Flinders University’s world-leading gastrointestinal expert, Professor Graeme Young (pictured), has been named South Australia’s Scientist of the Year for 2013.

The Professor of Global Gastrointestinal Health was awarded the prestigious accolade at the Science Excellence Awards – the state’s premier event to honour outstanding achievers in science and research – on Friday (August 16) at the Adelaide Town Hall.

It is the second consecutive year that a Flinders University academic has taken out the title, with Professor of Biomedical Engineering Karen Reynolds named the SA Scientist of the Year for 2012.

The panel of 13 judges commended Professor Young for his instrumental role in developing the National Bowel Cancer Screening Program, as well as for his tireless efforts to prevent infant deaths from diarrhoea in developing countries as the lead investigator on a major international project.

He was also acknowledged for his key role in establishing the Flinders Centre for Innovation in Cancer – a leading cancer centre in Australia housing world-class care and survivorship services, alongside innovative cancer prevention and early intervention research.

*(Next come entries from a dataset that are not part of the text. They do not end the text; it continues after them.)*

//! Provider boundary that owns exactly one multiplexer per container.

use super::multiplexer::{MultiplexerHandle, VisibilityMultiplexer};
use crate::host::Surface;
use crate::model::{ElementId, ObservationPolicy, ScopeError};
use tracing::{debug, error, warn};

/// Lifecycle of a scope.
#[derive(Debug)]
enum ScopeState {
    /// Root not available yet; descendants must not render.
    Pending,
    /// Multiplexer constructed; descendants may render and register.
    Ready(VisibilityMultiplexer),
    /// Unmounted (or poisoned by a contract violation). Never ready again.
    Terminated,
}

/// Owns one [`VisibilityMultiplexer`] and gates descendant rendering on it.
///
/// Descendants receive the multiplexer through explicit injection of a
/// [`MultiplexerHandle`]; nesting is just holding several scopes, and a
/// descendant binds to whichever handle it is given (its nearest scope).
#[derive(Debug)]
pub struct MultiplexerScope {
    policy: ObservationPolicy,
    state: ScopeState,
}

impl MultiplexerScope {
    /// Create a pending scope with the given policy.
    pub fn new(policy: ObservationPolicy) -> Self {
        Self {
            policy,
            state: ScopeState::Pending,
        }
    }

    /// Root container became available: construct the multiplexer.
    ///
    /// If `surface` cannot back `root`, the multiplexer is inert.
    ///
    /// # Errors
    ///
    /// [`ScopeError::AlreadyMounted`] if this scope already constructed a
    /// multiplexer. The scope is terminated as a result.
    pub fn mount(
        &mut self,
        surface: &dyn Surface,
        root: ElementId,
    ) -> Result<MultiplexerHandle, ScopeError> {
        self.ensure_pending()?;
        let multiplexer = VisibilityMultiplexer::new(surface, root, self.policy.clone());
        if multiplexer.is_inert() {
            warn!(%root, "scope root has no backing surface; visibility tracking disabled");
        }
        Ok(self.install(multiplexer))
    }

    /// Mount in an environment with no rendering surface at all.
    ///
    /// Descendants render and register, but nothing ever becomes visible.
    ///
    /// # Errors
    ///
    /// Same as [`mount`](Self::mount).
    pub fn mount_without_surface(&mut self) -> Result<MultiplexerHandle, ScopeError> {
        self.ensure_pending()?;
        warn!("scope mounted without a rendering surface; visibility tracking disabled");
        Ok(self.install(VisibilityMultiplexer::inert(self.policy.clone())))
    }

    /// Terminate the multiplexer. Straggler handles become no-ops.
    pub fn unmount(&mut self) {
        if matches!(self.state, ScopeState::Ready(_)) {
            debug!("scope unmounted");
        }
        self.state = ScopeState::Terminated;
    }

    /// Handle for descendants, once ready.
    pub fn context(&self) -> Option<MultiplexerHandle> {
        self.multiplexer().map(VisibilityMultiplexer::handle)
    }

    /// Readiness gate: run `children` only once the multiplexer exists.
    pub fn render_children<R>(&self, children: impl FnOnce(&MultiplexerHandle) -> R) -> Option<R> {
        self.context().map(|handle| children(&handle))
    }

    /// The owned multiplexer, once ready.
    pub fn multiplexer(&self) -> Option<&VisibilityMultiplexer> {
        match &self.state {
            ScopeState::Ready(multiplexer) => Some(multiplexer),
            _ => None,
        }
    }

    /// Whether descendants may render.
    pub fn is_ready(&self) -> bool {
        matches!(self.state, ScopeState::Ready(_))
    }

    /// Whether the scope has unmounted or been poisoned.
    pub fn is_terminated(&self) -> bool {
        matches!(self.state, ScopeState::Terminated)
    }

    /// Policy the multiplexer is (or will be) built with.
    pub fn policy(&self) -> &ObservationPolicy {
        &self.policy
    }

    fn ensure_pending(&mut self) -> Result<(), ScopeError> {
        if matches!(self.state, ScopeState::Pending) {
            return Ok(());
        }
        error!("scope asked to construct a second multiplexer; terminating scope");
        self.state = ScopeState::Terminated;
        Err(ScopeError::AlreadyMounted)
    }

    fn install(&mut self, multiplexer: VisibilityMultiplexer) -> MultiplexerHandle {
        let handle = multiplexer.handle();
        self.state = ScopeState::Ready(multiplexer);
        handle
    }
}

impl Default for MultiplexerScope {
    fn default() -> Self {
        Self::new(ObservationPolicy::default())
    }
}

#[cfg(test)]
mod tests {
    use super::*;
    use crate::observer::VisibilityHook;
    use crate::test_harness::FakeSurface;

    fn el(index: u32) -> ElementId {
        ElementId::new(index, 0)
    }

    #[test]
    fn pending_scope_does_not_render_children() {
        let scope = MultiplexerScope::default();
        let rendered = scope.render_children(|_| ());
        assert!(rendered.is_none());
        assert!(scope.context().is_none());
    }

    #[test]
    fn mounted_scope_renders_children_with_handle() {
        let surface = FakeSurface::backed();
        let mut scope = MultiplexerScope::default();
        let handle = scope.mount(&surface, el(0)).unwrap();

        let same = scope.render_children(|h| h.same_multiplexer(&handle));
        assert_eq!(same, Some(true));
        assert!(scope.is_ready());
    }

    #[test]
    fn second_mount_is_fatal_to_scope() {
        let surface = FakeSurface::backed();
        let mut scope = MultiplexerScope::default();
        let handle = scope.mount(&surface, el(0)).unwrap();

        assert_eq!(scope.mount(&surface, el(0)).unwrap_err(), ScopeError::AlreadyMounted);
        assert!(scope.is_terminated());
        assert!(!handle.is_live());
        assert!(scope.render_children(|_| ()).is_none());
    }

    #[test]
    fn mount_after_unmount_is_refused() {
        let mut scope = MultiplexerScope::default();
        scope.mount_without_surface().unwrap();
        scope.unmount();
        assert!(scope.mount_without_surface().is_err());
    }

    #[test]
    fn unmount_turns_stragglers_into_noops() {
        let surface = FakeSurface::backed();
        let mut scope = MultiplexerScope::default();
        let handle = scope.mount(&surface, el(0)).unwrap();
        let hook = VisibilityHook::new(Some(&handle));
        hook.attach(Some(el(1)));

        scope.unmount();
        hook.attach(Some(el(2)));
        hook.attach(None);

        assert!(!hook.is_visible());
        assert_eq!(surface.calls(), vec!["observe #1v0", "disconnect"]);
    }

    #[test]
    fn unbacked_root_mounts_inert() {
        let surface = FakeSurface::default();
        let mut scope = MultiplexerScope::default();
        scope.mount(&surface, el(0)).unwrap();

        assert!(scope.is_ready());
        assert!(scope.multiplexer().is_some_and(VisibilityMultiplexer::is_inert));
    }

    #[test]
    fn nested_scopes_are_independent() {
        let outer_surface = FakeSurface::backed();
        let inner_surface = FakeSurface::backed();
        let mut outer = MultiplexerScope::default();
        let mut inner = MultiplexerScope::new(ObservationPolicy::new("0", [0.0, 1.0]).unwrap());
        let outer_handle = outer.mount(&outer_surface, el(0)).unwrap();
        let inner_handle = inner.mount(&inner_surface, el(1)).unwrap();

        let outer_hook = VisibilityHook::new(Some(&outer_handle));
        let inner_hook = VisibilityHook::new(Some(&inner_handle));
        outer_hook.attach(Some(el(2)));
        inner_hook.attach(Some(el(2)));

        inner_surface.cross(el(2), true, 1.0);

        assert!(inner_hook.is_visible());
        assert!(!outer_hook.is_visible());
        assert!(!outer_handle.same_multiplexer(&inner_handle));
    }
}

In accepting the award, Professor Young said he felt privileged to be part of research that has directly influenced healthcare systems on a global scale.

“Science is one of the main ways in which we can improve society and enrich lives, including that of other societies less fortunate and less empowered than us,” Professor Young said at the awards ceremony.

“I am truly privileged to have been involved in several scientific endeavours where our initial solutions have progressed, with modification and refinement, through to the point of proving benefit to not just our community but the global community,” he said.

Professor Young also thanked his mentors, the Flinders campus including the University and hospitals in the southern region, his wife Joan and his colleagues, students and teams “that construct the solutions facing society”.

Science Minister Grace Portolesi described Professor Young as a “scientific leader”.

“His work as a teacher, mentor and researcher reflects the outstanding quality of our many scientists who make a difference in areas that are vital to our social and economic prosperity,” Ms Portolesi said.

A further nine awards, which included a total of $80,000 to reward recipients, were presented to high achieving early-career researchers, including recent PhD awardees, as well as science professionals already making their mark in industry.